Imaging Cell Migration in Xenopus | @VirajDoddihal

Microscopy image of Xenopus embryo. The cellular skeletal protein actin (grey) marks the cell edges and the nucleus is in magenta. Credit: Viraj Doddihal

During their time in the MBL’s 2021 Embryology course, graduate students Viraj Doddihal, the Stowers Institute, and Valarie Komatsu, University of Southern California, spent a lot of time looking under the microscope.

That time paid off, and, along with some other stunning images, the pair captured this video of cell migration in a small tissue sample of a Xenopus laevis embryo.

The cellular skeletal protein actin (grey) marks the cell edges and the nucleus is in magenta.

“This tissue behaves similar to how it would in an embryo,” said Doddihal.

In the video, the cells migrate towards the top right, and during a process called “convergent extension,” the cells intercalate to form a long, thin structure.

“This process plays a major role in turning a spherical frog embryo into a lengthened tadpole,” said Doddihal.

This movie was captured on Zeiss 780 during the 2021 Embryology course.
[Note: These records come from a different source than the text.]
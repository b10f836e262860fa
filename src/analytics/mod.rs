//! Pure statistics over a loaded season: percentile ranks, age projections
//! and the trade reallocation model. Nothing in here does I/O.

pub mod metrics;
pub mod percentile;
pub mod projection;
pub mod season_view;
pub mod trade;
The video was recently published online with Komatsu and Doddihal both listed as first authors. Embryology faculty member Chenbei Chang, University of Alabama at Birmingham, also contributed to the paper.

Citation:

Komatsu, V., Doddihal, V., Chang, C. (2021). Imaging of dynamic actin remodeling reveals distinct behaviors of head and trunk mesoderm in gastrulating Xenopus laevis. microPublication Biology. DOI: 10.17912/micropub.biology.000483.